Cathie Plaisted still feels the hardware and pain in both her legs from an automobile accident more than six years ago that had her wheelchair-bound and bedridden for months.
Cathie was 47 at the time and in the passenger seat of a vehicle driven by her husband, William. Another vehicle veered into their lane on Route 5 near Cedar Street and struck their van. That was on April 22, 2002.
The Daily News reported the following day that Cathie, William and children in the vehicle suffered only minor injuries. Although Cathie was originally transported to UMMC, she was immediately airlifted from there to Strong Memorial Hospital.
"This was a life changing ordeal," Plaisted said today in an email to The Batavian (she's given us permission to write about the email). Plaisted was responding to a report this morning about Ryan Shumway being sent to state prison on a conviction of menacing a police officer.
Shumway was 22 and reportedly the driver of the vehicle that struck the Plaisted's van (at this time, we have no information on any conviction related to that incident). He was charged, according to the Daily News, with aggravated unlicensed operation, unlicensed operation, no seat belt, moving from a lane unsafely and failure to keep right.
The Stafford resident reportedly told deputies at the time that he didn't know what happened. Shumway reportedly said he didn't know why he drove into the oncoming lane of traffic.
This morning, Shumway was given a one-and-a-half to three year prison term on this latest conviction. He has a prior felony conviction for grand larceny. Plaisted wrote to object to the lastest felony as just a "second strike."
"How many chances does this guy get?" she asked.

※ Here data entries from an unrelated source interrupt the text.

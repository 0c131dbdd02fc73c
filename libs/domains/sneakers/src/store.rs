//! Catalog Store - the authoritative in-memory sneaker collection
//!
//! Plain synchronous data structure. It trusts its input: validation happens
//! in [`crate::service::SneakerService`] before anything reaches the store.
//! Shared access goes through [`crate::repository::InMemorySneakerRepository`],
//! which puts the store behind a single lock.

use chrono::{DateTime, Utc};

use crate::models::{Sneaker, SneakerFilter, SneakerId, SneakerInput};
use crate::seed;

/// Maximum number of sneakers in the featured set
pub const FEATURED_LIMIT: usize = 4;

/// Price above which a sneaker is featured even when not limited
pub const FEATURED_PRICE_THRESHOLD: f64 = 200.0;

/// Everything the home page shows, taken from one state of the catalog
#[derive(Debug, Clone, PartialEq)]
pub struct CatalogOverview {
    pub featured: Vec<Sneaker>,
    pub recent: Vec<Sneaker>,
    pub total: usize,
}

#[derive(Debug, Clone, Default)]
pub struct CatalogStore {
    sneakers: Vec<Sneaker>,
}

impl CatalogStore {
    pub fn new() -> Self {
        Self::default()
    }

    /// Build a store from existing records. Ids are taken as given.
    pub fn with_sneakers(sneakers: Vec<Sneaker>) -> Self {
        Self { sneakers }
    }

    /// Store holding the sample collection
    pub fn seeded() -> Self {
        Self::with_sneakers(seed::sample_sneakers(Utc::now()))
    }

    pub fn len(&self) -> usize {
        self.sneakers.len()
    }

    pub fn is_empty(&self) -> bool {
        self.sneakers.is_empty()
    }

    /// All sneakers, most recently added first
    pub fn list_all(&self) -> Vec<Sneaker> {
        newest_first(self.sneakers.iter())
    }

    pub fn get_by_id(&self, id: SneakerId) -> Option<&Sneaker> {
        self.sneakers.iter().find(|s| s.id == id)
    }

    /// Highest id plus one, or 1 for an empty store
    pub fn next_id(&self) -> SneakerId {
        self.sneakers
            .iter()
            .map(|s| s.id)
            .max()
            .map_or(1, |max| max + 1)
    }

    pub fn add(&mut self, input: SneakerInput) -> Sneaker {
        self.add_at(input, Utc::now())
    }

    /// Add with an explicit `added_date`
    pub fn add_at(&mut self, input: SneakerInput, added_date: DateTime<Utc>) -> Sneaker {
        let sneaker = input.into_sneaker(self.next_id(), added_date);
        self.sneakers.push(sneaker.clone());
        sneaker
    }

    /// Replace the record with the same id, keeping its `added_date`.
    ///
    /// Returns `None` and changes nothing when the id is unknown.
    pub fn update(&mut self, mut sneaker: Sneaker) -> Option<Sneaker> {
        let existing = self.sneakers.iter_mut().find(|s| s.id == sneaker.id)?;
        sneaker.added_date = existing.added_date;
        *existing = sneaker.clone();
        Some(sneaker)
    }

    /// Remove and return the record, if present
    pub fn delete(&mut self, id: SneakerId) -> Option<Sneaker> {
        let index = self.sneakers.iter().position(|s| s.id == id)?;
        Some(self.sneakers.remove(index))
    }

    /// Sneakers matching every active filter, most recently added first
    pub fn search(&self, filter: &SneakerFilter) -> Vec<Sneaker> {
        let term = filter.term().map(str::to_lowercase);

        newest_first(self.sneakers.iter().filter(|s| {
            if let Some(term) = &term {
                if !matches_term(s, term) {
                    return false;
                }
            }
            if let Some(brand) = filter.brand {
                if s.brand != brand {
                    return false;
                }
            }
            if let Some(category) = filter.category {
                if s.category != category {
                    return false;
                }
            }
            if let Some(condition) = filter.condition {
                if s.condition != condition {
                    return false;
                }
            }
            true
        }))
    }

    /// Limited or high-priced sneakers, most expensive first
    pub fn featured(&self) -> Vec<Sneaker> {
        let mut featured: Vec<Sneaker> = self
            .sneakers
            .iter()
            .filter(|s| s.is_limited || s.price > FEATURED_PRICE_THRESHOLD)
            .cloned()
            .collect();

        featured.sort_by(|a, b| b.price.total_cmp(&a.price));
        featured.truncate(FEATURED_LIMIT);
        featured
    }

    /// The `count` most recently added sneakers
    pub fn recent(&self, count: usize) -> Vec<Sneaker> {
        let mut recent = self.list_all();
        recent.truncate(count);
        recent
    }

    pub fn overview(&self, recent_count: usize) -> CatalogOverview {
        CatalogOverview {
            featured: self.featured(),
            recent: self.recent(recent_count),
            total: self.len(),
        }
    }
}

// `term` is already lowercased
fn matches_term(sneaker: &Sneaker, term: &str) -> bool {
    let contains = |text: &str| text.to_lowercase().contains(term);

    contains(&sneaker.model)
        || contains(&sneaker.colorway)
        || contains(sneaker.brand.display_name())
        || contains(&format!("{:?}", sneaker.brand))
        || sneaker.description.as_deref().is_some_and(contains)
}

// Stable sort keeps insertion order among equal dates.
fn newest_first<'a>(sneakers: impl Iterator<Item = &'a Sneaker>) -> Vec<Sneaker> {
    let mut sorted: Vec<Sneaker> = sneakers.cloned().collect();
    sorted.sort_by(|a, b| b.added_date.cmp(&a.added_date));
    sorted
}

Under New York State law, only certain felonies count as "strikes" (not a term usually used in the New York court system, I don't believe -- it's a term I lifted from California's penal system). In New York, like California and several other states, if a person receives three serious enough felony convictions, he will spend the rest of his life in jail. It would appear that none of the charges from the April 22 accident led to a "strike" conviction.
As for Cathie, this is how she describes her own ordeal: "(I) was treated for two broken legs, six broken ribs and a cut spleen. I spent three months totally wheelchair-bound with the hospital bed in the living room. The accident happened on 4-22-2002 and I came home from the hospital May 13th and took my first steps on July 21. By then Mr. Shumway had been out and about with a broken arm for a couple of months."
Today Shumway told Judge Robert Noonan that he wanted to turn his life around.
"Well, sir, I've been in trouble before and everything I've done, I pled guilty," Shumway said. "I'm looking forward to getting this behind me and, hopefully, this will be behind me and I can start a new, good life."
Cathie Plaisted has heard it before.
"I suppose I'm more upset with myself for actually believing someone could change because they were young and showed remorse," Cathie wrote. "I thought it would be a wake-up call to escape something like that crash with no life-altering injuries."